- Exercise
Please report every line in the entries that contains the string "only".

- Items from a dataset
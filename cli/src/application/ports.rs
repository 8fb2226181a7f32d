//! Port trait definitions for the Application layer.
//!
//! Ports are the interfaces (contracts) that infrastructure must fulfill.
//! This file imports only from `crate::domain`, never from `crate::infra`,
//! `crate::commands`, or `crate::output`.

use std::path::Path;
use std::process::Output;

use anyhow::Result;

pub use crate::domain::config::ConfigSupplier;
use crate::domain::remote::{RemoteCommandResult, RunOptions, WriteMode};

// ── Command Runner Port ───────────────────────────────────────────────────────

/// Abstracts local process execution so infrastructure can be swapped or mocked.
#[allow(async_fn_in_trait)]
pub trait CommandRunner {
    /// Run a program and capture its output.
    ///
    /// Implementations use the instance's configured default timeout, or
    /// none at all.
    async fn run(&self, program: &str, args: &[&str]) -> Result<Output>;
    /// Run a program with a custom timeout override.
    ///
    /// # Errors
    ///
    /// Returns an error if the process cannot be spawned or exceeds `timeout`.
    /// On timeout, the child process must be killed (not left orphaned).
    async fn run_with_timeout(
        &self,
        program: &str,
        args: &[&str],
        timeout: std::time::Duration,
    ) -> Result<Output>;
    /// Run a program with stdin piped from `stdin`.
    async fn run_with_stdin(&self, program: &str, args: &[&str], stdin: &[u8]) -> Result<Output>;
    /// Run a program with inherited stdio and return only its exit status.
    async fn run_status(&self, program: &str, args: &[&str]) -> Result<std::process::ExitStatus>;
}

// ── Remote Session Port ───────────────────────────────────────────────────────

/// Source of an upload.
#[derive(Debug, Clone, Copy)]
pub enum UploadSource<'a> {
    /// In-memory content.
    Content(&'a [u8]),
    /// A local file or directory (copied recursively).
    LocalPath(&'a Path),
}

/// A persistent shell connection to one host.
///
/// Transport failures (connection lost, authentication refused) are returned
/// as `Err` wrapping [`crate::domain::SessionError::Transport`]. Non-zero
/// exits are returned as data, except for `run` without
/// `tolerate_failure`, which raises
/// [`crate::domain::SessionError::CommandFailed`].
///
/// The session is supplied by the caller and outlives every step. Mutating
/// methods take `&mut self`, so only the single owner can change the
/// working directory or environment.
#[allow(async_fn_in_trait)]
pub trait RemoteSession {
    /// Host name shown in logs and summaries.
    fn host(&self) -> &str;

    /// Run `command` in the session's working directory and environment.
    async fn run(&self, command: &str, options: RunOptions) -> Result<RemoteCommandResult>;

    /// Write `source` to `remote_path`.
    async fn upload(
        &self,
        source: UploadSource<'_>,
        remote_path: &str,
        mode: WriteMode,
    ) -> Result<RemoteCommandResult>;

    /// Copy `remote_path` to `local_path`.
    async fn download(&self, remote_path: &str, local_path: &Path) -> Result<RemoteCommandResult>;

    /// Change (or with `None`, reset) the working directory for later commands.
    fn set_working_directory(&mut self, path: Option<&str>);

    /// Export `name=value` for later commands.
    fn set_environment_variable(&mut self, name: &str, value: &str);
}

// ── Progress Reporting Port ───────────────────────────────────────────────────

/// Abstracts progress reporting so services can emit events without
/// depending on the Presentation layer. Sync trait.
pub trait ProgressReporter {
    /// Emit an in-progress step message.
    fn step(&self, message: &str);
    /// Emit a success message.
    fn success(&self, message: &str);
    /// Emit a warning message.
    fn warn(&self, message: &str);
    /// Forward output of a remote command that was not captured.
    fn remote_output(&self, text: &str);
}

// ── Asset and Filesystem Ports ────────────────────────────────────────────────

/// Abstracts access to the templates compiled into the binary.
pub trait AssetSource {
    /// Raw bytes of the embedded asset at `name`.
    ///
    /// # Errors
    ///
    /// Returns an error if no such asset exists.
    fn get_asset(&self, name: &str) -> Result<&'static [u8]>;
}

/// Abstracts the local filesystem for artifacts (certificate backups,
/// restore scripts) and the local directories a playbook uploads.
pub trait LocalArtifactWriter {
    /// Whether `path` exists locally.
    fn exists(&self, path: &Path) -> bool;
    /// Create `dir` and any missing parents.
    ///
    /// # Errors
    ///
    /// Returns an error if the directory cannot be created.
    fn create_dir_all(&self, dir: &Path) -> Result<()>;
    /// Write `content` to `path`, setting the executable bit when `executable`.
    ///
    /// # Errors
    ///
    /// Returns an error if the file cannot be written.
    fn write_file(&self, path: &Path, content: &[u8], executable: bool) -> Result<()>;
}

- Exercise answer
//! This file imports only from `crate::domain`, never from `crate::infra`,
    /// Run a program with inherited stdio and return only its exit status.
/// methods take `&mut self`, so only the single owner can change the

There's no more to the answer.